THE PROBLEM OF THE RUPEE - Page 470

TOWARDS A GOLD STANDARD 455

be fixed from time to time by the Government, till the exchange has settled itself sufficiently to enable us to fix the rupee value in relation to the pound sterling, permanently at two shillings. Simultaneously with this, the seignorage on the coining of silver would be raised to such a rate as would virtually make the cost of a rupee, to persons importing bullion, equal in amount to the value given to the rupee in comparison with the gold coins above spoken of. We should thus obtain a self-acting system under which silver would be admitted for coinage, at the fixed gold rate, as the wants of the country required; while a certain limited scope would be given for the introcduction and use of gold coin, so far as it was found convenient or profitable.”

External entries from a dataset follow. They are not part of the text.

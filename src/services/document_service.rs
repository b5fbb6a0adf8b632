// Génération des documents PDF (attestation de scolarité, relevé de notes).
// genpdf a besoin de vraies polices sur disque pour ses métriques.
use genpdf::Element;
use sea_orm::DatabaseConnection;
use std::time::Duration;

use crate::error::ServiceError;
use crate::models::dto::NoteResponse;
use crate::models::enums::TypeDocument;
use crate::models::etudiant;
use crate::services::etudiant_service::EtudiantService;
use crate::services::note_service::NoteService;

/// Le rendu tourne sur le pool bloquant ; au-delà de ce délai l'appelant
/// reçoit une erreur dédiée plutôt que d'attendre indéfiniment.
const GENERATION_TIMEOUT: Duration = Duration::from_secs(15);

pub struct DocumentService;

impl DocumentService {
    pub async fn generate_document(
        db: &DatabaseConnection,
        type_document: TypeDocument,
        etudiant_id: i32,
    ) -> Result<Vec<u8>, ServiceError> {
        match type_document {
            TypeDocument::AttestationScolarite => Self::generate_attestation(db, etudiant_id).await,
            TypeDocument::ReleveNotes => Self::generate_releve_de_notes(db, etudiant_id).await,
        }
    }

    pub async fn generate_attestation(
        db: &DatabaseConnection,
        etudiant_id: i32,
    ) -> Result<Vec<u8>, ServiceError> {
        let etudiant = EtudiantService::find_by_id(db, etudiant_id).await?;
        Self::render_with_timeout(move || render_attestation(&etudiant)).await
    }

    pub async fn generate_releve_de_notes(
        db: &DatabaseConnection,
        etudiant_id: i32,
    ) -> Result<Vec<u8>, ServiceError> {
        let etudiant = EtudiantService::find_by_id(db, etudiant_id).await?;
        let notes = NoteService::get_notes_by_etudiant(db, etudiant_id).await?;
        Self::render_with_timeout(move || render_releve_de_notes(&etudiant, &notes)).await
    }

    async fn render_with_timeout<F>(render: F) -> Result<Vec<u8>, ServiceError>
    where
        F: FnOnce() -> Result<Vec<u8>, String> + Send + 'static,
    {
        let handle = tokio::task::spawn_blocking(render);
        match tokio::time::timeout(GENERATION_TIMEOUT, handle).await {
            Err(_) => Err(ServiceError::DocumentTimeout),
            Ok(Err(join_err)) => Err(ServiceError::DocumentGeneration(join_err.to_string())),
            Ok(Ok(Err(e))) => Err(ServiceError::DocumentGeneration(e)),
            Ok(Ok(Ok(bytes))) => Ok(bytes),
        }
    }
}

/// Nom de fichier de l'en-tête Content-Disposition.
pub fn pdf_filename(type_document: TypeDocument, nom: &str) -> String {
    match type_document {
        TypeDocument::AttestationScolarite => format!("Attestation_Scolarite_{}.pdf", nom),
        TypeDocument::ReleveNotes => format!("Releve_de_Notes_{}.pdf", nom),
    }
}

fn load_font_family() -> Result<genpdf::fonts::FontFamily<genpdf::fonts::FontData>, String> {
    let font_paths = [
        "/usr/share/fonts/truetype/liberation",
        "/usr/share/fonts/TTF",
        "/System/Library/Fonts/Supplemental",
        "/Library/Fonts",
    ];

    font_paths
        .iter()
        .find(|p| std::path::Path::new(p).exists())
        .and_then(|path| {
            ["LiberationSans", "DejaVuSans", "Arial"]
                .iter()
                .find_map(|name| genpdf::fonts::from_files(*path, name, None).ok())
        })
        .ok_or_else(|| "No suitable fonts found. Install: apt install fonts-liberation".to_string())
}

fn new_document(title: &str) -> Result<genpdf::Document, String> {
    let font_family = load_font_family()?;
    let mut doc = genpdf::Document::new(font_family);
    doc.set_title(title);

    let mut decorator = genpdf::SimplePageDecorator::new();
    decorator.set_margins(10);
    doc.set_page_decorator(decorator);

    let title_style = genpdf::style::Style::new().with_font_size(20);
    doc.push(genpdf::elements::Paragraph::new(title).styled(title_style));
    doc.push(genpdf::elements::Break::new(1.0));

    Ok(doc)
}

fn render_to_bytes(doc: genpdf::Document) -> Result<Vec<u8>, String> {
    let mut buffer = Vec::new();
    doc.render(&mut buffer).map_err(|e| e.to_string())?;
    Ok(buffer)
}

fn render_attestation(etudiant: &etudiant::Model) -> Result<Vec<u8>, String> {
    let mut doc = new_document("Attestation de Scolarité")?;

    doc.push(genpdf::elements::Paragraph::new(
        "Le service de scolarité atteste que l'étudiant(e) :",
    ));
    doc.push(genpdf::elements::Break::new(0.5));
    doc.push(genpdf::elements::Paragraph::new(format!(
        "{} {} - CIN {} - Code Apogée {}",
        etudiant.nom, etudiant.prenom, etudiant.cin, etudiant.code_apogee
    )));
    doc.push(genpdf::elements::Paragraph::new(format!(
        "est inscrit(e) en {} ({}) pour l'année universitaire {}.",
        etudiant.filiere, etudiant.niveau, etudiant.annee_universitaire
    )));
    doc.push(genpdf::elements::Break::new(0.5));

    let date = chrono::Utc::now().format("%d-%m-%Y").to_string();
    doc.push(genpdf::elements::Paragraph::new(format!("Fait le : {}", date)));

    render_to_bytes(doc)
}

fn render_releve_de_notes(
    etudiant: &etudiant::Model,
    notes: &[NoteResponse],
) -> Result<Vec<u8>, String> {
    let mut doc = new_document("Relevé de Notes")?;

    doc.push(genpdf::elements::Paragraph::new(format!(
        "{} {} - {} {} - {}",
        etudiant.nom,
        etudiant.prenom,
        etudiant.filiere,
        etudiant.niveau,
        etudiant.annee_universitaire
    )));
    doc.push(genpdf::elements::Break::new(0.5));

    if notes.is_empty() {
        doc.push(genpdf::elements::Paragraph::new(
            "Aucune note enregistrée pour cet étudiant.",
        ));
    } else {
        for note in notes {
            doc.push(genpdf::elements::Paragraph::new(format!(
                "{} : {}/20",
                note.module, note.valeur
            )));
        }
    }

    let date = chrono::Utc::now().format("%d-%m-%Y").to_string();
    doc.push(genpdf::elements::Break::new(0.5));
    doc.push(genpdf::elements::Paragraph::new(format!("Édité le : {}", date)));

    render_to_bytes(doc)
}

#[cfg(test)]
mod tests {
    use super::*;

    #[test]
    fn test_pdf_filename() {
        assert_eq!(
            pdf_filename(TypeDocument::AttestationScolarite, "El Amrani"),
            "Attestation_Scolarite_El Amrani.pdf"
        );
        assert_eq!(
            pdf_filename(TypeDocument::ReleveNotes, "El Amrani"),
            "Releve_de_Notes_El Amrani.pdf"
        );
    }

    #[tokio::test]
    async fn test_render_failure_maps_to_document_error() {
        let result =
            DocumentService::render_with_timeout(|| Err("template cassé".to_string())).await;
        match result {
            Err(ServiceError::DocumentGeneration(msg)) => assert_eq!(msg, "template cassé"),
            other => panic!("unexpected result: {:?}", other.map(|b| b.len())),
        }
    }

    #[tokio::test]
    async fn test_render_success_returns_bytes() {
        let result = DocumentService::render_with_timeout(|| Ok(vec![1, 2, 3])).await.unwrap();
        assert_eq!(result, vec![1, 2, 3]);
    }
}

Such was the scheme outlined by the Government of India. The reason why it rejected the Smith plan, although it was simple, economical, and secure, was because it contemplated a demand by India on the world’s dwindling stock of gold. Now, in the circumstances then existing, this was a fatal defect, and the powers-that-be had already decided that at all cost India must be kept out of what was called the “ scramble for gold.” Therefore, to have proposed an effective gold standard was to have courted defeat. A mild and diluted edition of a gold standard such as was proposed by the Government was all that stood any chance of success. But even this timid attempt did not fare well at the hands of the Committee* appointed jointly by the Secretary of State and the Chancellor of the Exchequer to examine and report upon the proposals. The members of the Committee were “ unanimously of opinion that they cannot recommend them for the sanction of Her Majesty’s Government.”† The reasons which led to the rejection of the proposals we are not permitted to know. Although the Report of the Committee was made public, the proceedings have never seen the light of day. Indeed, there has been a most stern and obstinate refusal on the part of the officials to allow a peep into them. Why they should be regarded as confidential after a lapse of nearly half a century it is difficult to imagine. Enough, however, was revealed by Sir Robert Giffen, who was a member of this

† For Report of the Committee, see Commons Paper C 4868 of 1886, p. 26.